EXERCISE INSTRUCTIONS
Begin with the first line of the entries below. Copy each line exactly, stopping after the one that contains "will run on.".

======== SOURCE MATERIAL

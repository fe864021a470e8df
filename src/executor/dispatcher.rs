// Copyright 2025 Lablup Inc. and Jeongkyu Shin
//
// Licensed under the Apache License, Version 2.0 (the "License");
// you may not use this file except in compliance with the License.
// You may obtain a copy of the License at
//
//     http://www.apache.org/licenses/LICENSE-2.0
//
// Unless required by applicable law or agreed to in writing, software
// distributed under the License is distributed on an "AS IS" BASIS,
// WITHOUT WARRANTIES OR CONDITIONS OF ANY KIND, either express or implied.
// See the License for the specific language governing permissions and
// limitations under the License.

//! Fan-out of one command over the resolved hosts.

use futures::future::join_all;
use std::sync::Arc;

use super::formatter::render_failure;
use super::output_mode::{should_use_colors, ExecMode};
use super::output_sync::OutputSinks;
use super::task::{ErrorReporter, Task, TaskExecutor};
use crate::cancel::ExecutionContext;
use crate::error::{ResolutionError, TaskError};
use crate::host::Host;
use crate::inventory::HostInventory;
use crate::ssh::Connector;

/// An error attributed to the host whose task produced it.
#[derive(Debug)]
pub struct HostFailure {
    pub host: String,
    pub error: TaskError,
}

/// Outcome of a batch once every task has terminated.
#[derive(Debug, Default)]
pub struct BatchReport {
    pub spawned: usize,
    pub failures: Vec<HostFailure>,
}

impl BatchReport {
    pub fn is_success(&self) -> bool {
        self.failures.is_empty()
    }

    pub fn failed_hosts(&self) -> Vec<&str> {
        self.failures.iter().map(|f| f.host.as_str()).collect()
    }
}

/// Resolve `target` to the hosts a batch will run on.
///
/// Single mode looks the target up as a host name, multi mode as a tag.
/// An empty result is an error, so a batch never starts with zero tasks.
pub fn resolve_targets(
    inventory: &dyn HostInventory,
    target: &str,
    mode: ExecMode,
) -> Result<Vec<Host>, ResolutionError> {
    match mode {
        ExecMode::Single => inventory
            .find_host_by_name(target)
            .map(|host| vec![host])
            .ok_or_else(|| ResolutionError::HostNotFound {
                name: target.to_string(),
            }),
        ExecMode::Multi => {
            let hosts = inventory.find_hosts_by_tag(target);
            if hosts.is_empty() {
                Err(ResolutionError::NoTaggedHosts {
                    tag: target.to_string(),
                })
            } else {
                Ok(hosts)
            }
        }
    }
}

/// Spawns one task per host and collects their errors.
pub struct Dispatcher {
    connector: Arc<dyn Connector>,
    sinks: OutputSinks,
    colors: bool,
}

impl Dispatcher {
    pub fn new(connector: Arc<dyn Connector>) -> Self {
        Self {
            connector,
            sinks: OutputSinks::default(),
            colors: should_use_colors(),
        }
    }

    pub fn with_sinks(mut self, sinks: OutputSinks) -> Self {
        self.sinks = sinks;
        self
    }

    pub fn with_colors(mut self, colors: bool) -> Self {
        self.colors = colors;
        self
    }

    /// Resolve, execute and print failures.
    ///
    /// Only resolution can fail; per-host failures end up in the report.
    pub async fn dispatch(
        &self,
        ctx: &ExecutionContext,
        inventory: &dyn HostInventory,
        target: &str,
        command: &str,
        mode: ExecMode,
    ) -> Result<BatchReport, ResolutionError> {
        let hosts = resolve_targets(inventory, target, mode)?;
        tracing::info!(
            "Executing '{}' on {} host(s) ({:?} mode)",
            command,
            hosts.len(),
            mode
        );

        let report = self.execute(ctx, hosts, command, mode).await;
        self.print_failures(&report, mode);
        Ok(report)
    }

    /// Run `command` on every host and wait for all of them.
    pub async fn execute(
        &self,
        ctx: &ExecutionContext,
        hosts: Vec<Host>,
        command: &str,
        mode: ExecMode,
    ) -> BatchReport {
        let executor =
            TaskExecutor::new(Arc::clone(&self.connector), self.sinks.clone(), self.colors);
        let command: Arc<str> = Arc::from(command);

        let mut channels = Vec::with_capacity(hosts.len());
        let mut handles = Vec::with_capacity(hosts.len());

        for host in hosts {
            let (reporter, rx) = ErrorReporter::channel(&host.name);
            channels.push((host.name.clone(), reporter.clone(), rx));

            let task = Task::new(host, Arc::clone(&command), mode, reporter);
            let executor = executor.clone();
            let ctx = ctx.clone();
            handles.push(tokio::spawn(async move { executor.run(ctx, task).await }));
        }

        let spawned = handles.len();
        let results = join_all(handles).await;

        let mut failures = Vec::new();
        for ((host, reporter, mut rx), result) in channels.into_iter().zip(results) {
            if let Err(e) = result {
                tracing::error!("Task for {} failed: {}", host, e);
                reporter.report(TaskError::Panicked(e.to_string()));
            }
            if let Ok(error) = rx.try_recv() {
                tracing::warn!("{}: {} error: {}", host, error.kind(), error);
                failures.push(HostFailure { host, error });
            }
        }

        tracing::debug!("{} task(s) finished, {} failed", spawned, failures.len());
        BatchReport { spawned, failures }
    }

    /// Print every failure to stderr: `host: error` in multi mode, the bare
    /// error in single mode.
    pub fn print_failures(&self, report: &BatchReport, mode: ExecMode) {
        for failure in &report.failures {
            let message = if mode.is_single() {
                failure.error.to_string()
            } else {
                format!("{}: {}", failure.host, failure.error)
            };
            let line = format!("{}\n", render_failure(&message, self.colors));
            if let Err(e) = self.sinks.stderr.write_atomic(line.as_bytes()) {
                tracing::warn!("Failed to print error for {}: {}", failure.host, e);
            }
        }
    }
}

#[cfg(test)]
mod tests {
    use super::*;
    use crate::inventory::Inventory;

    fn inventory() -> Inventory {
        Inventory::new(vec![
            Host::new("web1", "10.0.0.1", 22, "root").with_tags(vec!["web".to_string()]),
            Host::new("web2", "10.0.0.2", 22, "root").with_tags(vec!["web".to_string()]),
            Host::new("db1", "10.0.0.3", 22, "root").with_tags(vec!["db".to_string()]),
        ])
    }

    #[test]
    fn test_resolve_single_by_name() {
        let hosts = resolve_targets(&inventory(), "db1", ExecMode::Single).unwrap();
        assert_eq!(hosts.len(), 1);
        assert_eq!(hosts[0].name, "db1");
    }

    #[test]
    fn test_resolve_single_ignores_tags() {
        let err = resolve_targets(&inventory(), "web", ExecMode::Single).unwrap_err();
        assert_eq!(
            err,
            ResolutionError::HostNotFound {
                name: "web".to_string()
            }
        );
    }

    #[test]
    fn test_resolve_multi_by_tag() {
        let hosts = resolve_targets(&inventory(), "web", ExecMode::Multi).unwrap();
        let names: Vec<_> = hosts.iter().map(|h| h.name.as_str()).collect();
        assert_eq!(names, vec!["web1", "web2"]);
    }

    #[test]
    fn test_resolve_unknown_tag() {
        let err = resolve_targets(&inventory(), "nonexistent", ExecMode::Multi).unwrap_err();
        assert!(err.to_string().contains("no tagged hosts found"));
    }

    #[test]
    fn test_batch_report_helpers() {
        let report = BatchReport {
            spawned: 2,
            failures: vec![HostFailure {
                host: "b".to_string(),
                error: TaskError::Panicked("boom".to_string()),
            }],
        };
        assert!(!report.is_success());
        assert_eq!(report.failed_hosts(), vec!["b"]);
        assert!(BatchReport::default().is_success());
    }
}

================

WRITTEN RESPONSE
repository fe864021a470e8df
filename src/executor/dispatcher.rs
// Copyright 2025 Lablup Inc. and Jeongkyu Shin
//
// Licensed under the Apache License, Version 2.0 (the "License");
// you may not use this file except in compliance with the License.
// You may obtain a copy of the License at
//
//     http://www.apache.org/licenses/LICENSE-2.0
//
// Unless required by applicable law or agreed to in writing, software
// distributed under the License is distributed on an "AS IS" BASIS,
// WITHOUT WARRANTIES OR CONDITIONS OF ANY KIND, either express or implied.
// See the License for the specific language governing permissions and
// limitations under the License.

//! Fan-out of one command over the resolved hosts.

use futures::future::join_all;
use std::sync::Arc;

use super::formatter::render_failure;
use super::output_mode::{should_use_colors, ExecMode};
use super::output_sync::OutputSinks;
use super::task::{ErrorReporter, Task, TaskExecutor};
use crate::cancel::ExecutionContext;
use crate::error::{ResolutionError, TaskError};
use crate::host::Host;
use crate::inventory::HostInventory;
use crate::ssh::Connector;

/// An error attributed to the host whose task produced it.
#[derive(Debug)]
pub struct HostFailure {
    pub host: String,
    pub error: TaskError,
}

/// Outcome of a batch once every task has terminated.
#[derive(Debug, Default)]
pub struct BatchReport {
    pub spawned: usize,
    pub failures: Vec<HostFailure>,
}

impl BatchReport {
    pub fn is_success(&self) -> bool {
        self.failures.is_empty()
    }

    pub fn failed_hosts(&self) -> Vec<&str> {
        self.failures.iter().map(|f| f.host.as_str()).collect()
    }
}

/// Resolve `target` to the hosts a batch will run on.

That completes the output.